WORK REQUIRED
Below are entries. Reproduce exactly the lines between the line holding "tree view expects." and the line holding "let renamed = rename_paths(&entry);", inclusive, and only those.

PROVIDED RECORDS
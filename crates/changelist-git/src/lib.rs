#![doc = include_str!("../README.md")]

use anyhow::{Context, Result};
use changelist::v1::{ChangeRecord, ChangeStatus, CompositeLayout, ConflictKind};
use git2::{Repository, Status, StatusEntry, StatusOptions};
use std::collections::HashMap;
use tracing::{debug, warn};

// ============================================================================
// Public configuration
// ============================================================================

/// Configuration for reading change records from a working tree.
#[derive(Debug, Clone)]
pub struct StatusConfig {
    /// Which directories are composite documents.
    pub layout: CompositeLayout,
    /// Report untracked files. Untracked directories are reported as a
    /// single `dir/` entry rather than file by file.
    pub include_untracked: bool,
}

impl Default for StatusConfig {
    fn default() -> Self {
        Self {
            layout: CompositeLayout::default(),
            include_untracked: true,
        }
    }
}

// ============================================================================
// Public API
// ============================================================================

/// Read the working-tree status of `repo` as change records, sorted by path.
///
/// Sorting keeps the parts of one composite document next to each other,
/// which is the order the tree view expects.
pub fn collect_changes(repo: &Repository, config: &StatusConfig) -> Result<Vec<ChangeRecord>> {
    let mut opts = StatusOptions::new();
    opts.include_untracked(config.include_untracked)
        .recurse_untracked_dirs(false)
        .include_ignored(false)
        .renames_head_to_index(true)
        .renames_index_to_workdir(true);

    let statuses = repo
        .statuses(Some(&mut opts))
        .context("Failed to read repository status")?;
    let conflicts = conflict_kinds(repo)?;

    let mut changes = Vec::with_capacity(statuses.len());
    for entry in statuses.iter() {
        let renamed = rename_paths(&entry);
        let path = match (&renamed, entry.path()) {
            (Some((_, to)), _) => to.clone(),
            (None, Some(path)) => path.to_string(),
            (None, None) => {
                warn!("Skipping status entry with a non UTF-8 path");
                continue;
            }
        };

        let from = renamed.map(|(from, _)| from);
        let conflict = conflicts.get(&path).copied();
        let Some(status) = map_status(entry.status(), from, conflict) else {
            continue;
        };

        changes.push(ChangeRecord::in_layout(path, status, &config.layout));
    }

    changes.sort_by(|a, b| a.path.cmp(&b.path));
    debug!("Collected {} changes", changes.len());
    Ok(changes)
}

/// Map git status bits to a [`ChangeStatus`].
///
/// Conflicts take precedence, then renames, then additions, deletions and
/// modifications. Returns `None` for entries that are not changes (ignored
/// or unmodified files).
pub fn map_status(
    status: Status,
    renamed_from: Option<String>,
    conflict: Option<ConflictKind>,
) -> Option<ChangeStatus> {
    if status.is_conflicted() {
        return Some(ChangeStatus::Conflicted {
            conflict: conflict.unwrap_or(ConflictKind::BothModified),
        });
    }

    if (status.is_index_renamed() || status.is_wt_renamed())
        && let Some(from) = renamed_from
    {
        return Some(ChangeStatus::Renamed { from });
    }

    if status.is_index_new() {
        Some(ChangeStatus::New)
    } else if status.is_wt_new() {
        Some(ChangeStatus::Untracked)
    } else if status.is_index_deleted() || status.is_wt_deleted() {
        Some(ChangeStatus::Deleted)
    } else if status.is_index_modified()
        || status.is_wt_modified()
        || status.is_index_typechange()
        || status.is_wt_typechange()
        || status.is_index_renamed()
        || status.is_wt_renamed()
    {
        Some(ChangeStatus::Modified)
    } else {
        None
    }
}

/// Classify a conflict by which index stages are present.
///
/// # Examples
///
/// ```
/// use changelist::v1::ConflictKind;
/// use changelist_git::conflict_kind;
///
/// assert_eq!(conflict_kind(true, true, true), Some(ConflictKind::BothModified));
/// assert_eq!(conflict_kind(true, false, true), Some(ConflictKind::DeletedByUs));
/// assert_eq!(conflict_kind(false, false, false), None);
/// ```
pub fn conflict_kind(ancestor: bool, ours: bool, theirs: bool) -> Option<ConflictKind> {
    match (ancestor, ours, theirs) {
        (true, true, true) => Some(ConflictKind::BothModified),
        (false, true, true) => Some(ConflictKind::BothAdded),
        (true, false, false) => Some(ConflictKind::BothDeleted),
        (false, true, false) => Some(ConflictKind::AddedByUs),
        (false, false, true) => Some(ConflictKind::AddedByThem),
        (true, false, true) => Some(ConflictKind::DeletedByUs),
        (true, true, false) => Some(ConflictKind::DeletedByThem),
        (false, false, false) => None,
    }
}

/// Porcelain-style one-letter code for a status.
///
/// # Examples
///
/// ```
/// use changelist::v1::ChangeStatus;
/// use changelist_git::status_code;
///
/// assert_eq!(status_code(&ChangeStatus::Modified), 'M');
/// assert_eq!(status_code(&ChangeStatus::Untracked), '?');
/// ```
pub fn status_code(status: &ChangeStatus) -> char {
    match status {
        ChangeStatus::New => 'A',
        ChangeStatus::Modified => 'M',
        ChangeStatus::Deleted => 'D',
        ChangeStatus::Renamed { .. } => 'R',
        ChangeStatus::Copied { .. } => 'C',
        ChangeStatus::Untracked => '?',
        ChangeStatus::Conflicted { .. } => 'U',
    }
}

// ============================================================================
// Private helpers
// ============================================================================

/// `(from, to)` for a renamed entry, preferring the staged rename.
fn rename_paths(entry: &StatusEntry) -> Option<(String, String)> {
    let status = entry.status();
    let delta = if status.is_index_renamed() {
        entry.head_to_index()
    } else if status.is_wt_renamed() {
        entry.index_to_workdir()
    } else {
        None
    }?;

    let from = delta.old_file().path()?.to_str()?.to_string();
    let to = delta.new_file().path()?.to_str()?.to_string();
    Some((from, to))
}

fn conflict_kinds(repo: &Repository) -> Result<HashMap<String, ConflictKind>> {
    let index = repo.index().context("Failed to open repository index")?;
    let mut kinds = HashMap::new();
    if !index.has_conflicts() {
        return Ok(kinds);
    }

    for conflict in index.conflicts()? {
        let conflict = conflict?;
        let kind = conflict_kind(
            conflict.ancestor.is_some(),
            conflict.our.is_some(),
            conflict.their.is_some(),
        );
        let path = [&conflict.our, &conflict.their, &conflict.ancestor]
            .into_iter()
            .flatten()
            .next()
            .map(|entry| String::from_utf8_lossy(&entry.path).into_owned());

        if let (Some(path), Some(kind)) = (path, kind) {
            kinds.insert(path, kind);
        }
    }

    Ok(kinds)
}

EXERCISE RESULT
/// which is the order the tree view expects.
pub fn collect_changes(repo: &Repository, config: &StatusConfig) -> Result<Vec<ChangeRecord>> {
    let mut opts = StatusOptions::new();
    opts.include_untracked(config.include_untracked)
        .recurse_untracked_dirs(false)
        .include_ignored(false)
        .renames_head_to_index(true)
        .renames_index_to_workdir(true);

    let statuses = repo
        .statuses(Some(&mut opts))
        .context("Failed to read repository status")?;
    let conflicts = conflict_kinds(repo)?;

    let mut changes = Vec::with_capacity(statuses.len());
    for entry in statuses.iter() {
        let renamed = rename_paths(&entry);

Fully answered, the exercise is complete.